Unix users and administrators will be familiar with the cron, unix’s built in job scheduler. It is a good way of running regular jobs eg backups, system monitoring programs or housekeeping scripts. The configuration of cron is quite particular and care is needed when setting up a new job. Your well tested script can behave differently when it is called from cron. Sometimes the differences won’t matter. But sometimes they do, and finding the cause can be tricky.
This brief article describes how many such problems can be tracked down simply by capturing the standard error output properly. In short, make sure your troublesome cron job is not quietly discarding the very information you need to fix it.
Let’s say a script is not working properly when called from cron. It is fine on the command line, but when called from cron it behaves oddly. Commonly seen behaviours are:
The script behaves as if it were executing under another kind of shell.
The script seems to be ignoring environment variables.
The script appears to be ignoring the hash bang (“#!”).
You tried to debug it with set -x but that setting was ignored.
The above kinds of errors often happen because of differences between the shell and cron job execution environment. Typically, an administrator will test a new job in the shell, then simply transpose it to cron. It might then go wrong because the PATH is different under cron. Or the other environment variables. Or even the shell binary itself. The Internet is awash with forum pages discussing just this issue, I won’t say much more about it here.

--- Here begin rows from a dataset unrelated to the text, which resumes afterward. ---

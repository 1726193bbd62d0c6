//! Handler for aggregated link statistics.

use axum::{
    Json,
    extract::{Query, State},
};
use chrono::Utc;

use crate::api::dto::stats_list::{LinkStatsItem, StatsListResponse, StatsQueryParams};
use crate::error::AppError;
use crate::state::AppState;

/// Retrieves registry-wide counters and per-link statistics.
///
/// # Endpoint
///
/// `GET /api/stats`
///
/// # Query Parameters
///
/// - `search` (optional): Case-insensitive substring of the long URL or code
///
/// # Response
///
/// ```json
/// {
///   "summary": {
///     "total_urls": 3,
///     "total_clicks": 7,
///     "active_urls": 2,
///     "expired_urls": 1
///   },
///   "showing": 1,
///   "items": [
///     {
///       "code": "promo",
///       "long_url": "https://shop.example.com/sale",
///       "short_url": "http://localhost:3000/promo",
///       "created_at": "2025-01-01T12:00:00Z",
///       "expires_at": "2025-01-01T12:30:00Z",
///       "status": "active",
///       "clicks": 2
///     }
///   ]
/// }
/// ```
///
/// The summary always covers the whole registry; only `items` is filtered.
pub async fn stats_list_handler(
    State(state): State<AppState>,
    Query(params): Query<StatsQueryParams>,
) -> Result<Json<StatsListResponse>, AppError> {
    let now = Utc::now();
    let term = params.search.unwrap_or_default();

    let overview = state.stats_service.overview_at(&term, now).await?;

    let items: Vec<LinkStatsItem> = overview
        .records
        .iter()
        .map(|record| LinkStatsItem::from_record(record, &state.base_url, now))
        .collect();

    Ok(Json(StatsListResponse {
        summary: overview.summary,
        showing: items.len(),
        items,
    }))
}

However, these and other problems can be very easily fixed if the cron standard out and standard error channels are examined properly. To sart with, you have to catch them.
Cron Output – Default Behaviour
By default, cron will email the standard output of any job to the owner of the job, along with the standard error output. This entry in Fred’s crontab:
10 12 * * * /bin/date
will result in user fred receiving an email in his local inbox every day at ten minutes past twelve, containing just the output of the “date” command (assuming that local mail has been set up correctly).
From fred@pluto Wed 18 Jul 08:58:19 BST 2018 From: root@pluto (Cron Daemon) To: fred@pluto Wed 18 Jul 08:58:19 BST 2018
If an error occurs, the email will contain it. For example, Fred updates the job to display not today’s date, but the date when the /etc/hosts file was last modified. The command to use is date -t /etc/hosts, but here, there is typo in /etc/hosts:
10 12 * * * /bin/date -r /etc/hoosts
And the resultant email:
From fred@pluto Wed 18 Jul 08:58:19 BST 2018 From: root@pluto (Cron Daemon) To: fred@pluto /bin/date: /etc/hoosts: No such file or directory
Fred sees the error and is able to correct it. By checking his email for messages from cron, Fred is able to effectively debug the thing he is trying to set up.
Standard Out and Standard Error
Often a user will not want just the plain output in local email, and instead redirects it to a local file, or perhaps a different email account. Which is fine as far as it goes. Let’s say Fred wants to see the above job reported into a log file, instead of being emailed. He edits the job:
10 12 * * * /bin/date -r /etc/hosts >> /home/fred/date.log
and is satisfied to see the expected output appended to the log file.
However, Fred has now split the standard output and standard error output of the command. His log file will collect dates alright, but if any errors are generated, they will continue to go where they went before, ie. into Fred’s local mailbox. Which is fine so long as Fred remembers to check his local mailbox for errors. But splitting the output like this can make it difficult to debug more complex cron jobs.
Collect Those Errors
In the real world, scheduled jobs are usually more complex. They might call an application, a script, or a whole system of scripts. It is easy to miss important debugging information when STDOUT and STDERR are split, as above. The system might be trying to tell you what is wrong, but the error messages are lost. To keep the errors together with the standard output, always explicitly capture it.
Example 1. The following job runs a report daily on a MySQL server:
55 9 * * * /home/fred/scripts/report.sh >> /home/fred/scripts/jobs.log 2>&1
The final “2>&1” is important. The output of the report will accumulate in jobs.log, due to the action of the &&. Bus the 2>&1 ensures than any error messages go to the same place (the log file). It is then easy to see any errors from the latest run, together with any errors from previous runs of the script.
A job to perform some refresh actions in an Oracle database:
00 8 * * * /home/oracle/scripts/refresh.sh | mailx -s "Refresh report" firstname.lastname@example.org
Fred will receive an email containing the refresh script output. However, any error messages will have been removed. To see them, insert the redirect:
00 8 * * * /home/oracle/scripts/refresh.sh 2>&&;1 | mailx -s "Refresh report" email@example.com
Next time the mail arrives, Fred can read it carefully and check for errors. Note that the redirect here pertains to the script process, not the email.
Difficulties with cron jobs are quite common. But cron is not “magic”, or difficult in itself. Problems can be debugged pretty easily by just capturing the errors properly. Often the error channel can be overlooked or lost, especially when an administrator is post-processing cron output, or sending it to files, users or other destinations, as is often the case in a busy environment. Rather than spend time looking for complicated failure mechanisms, it can be quicker to go “back to basics” and just check for the simplest errors.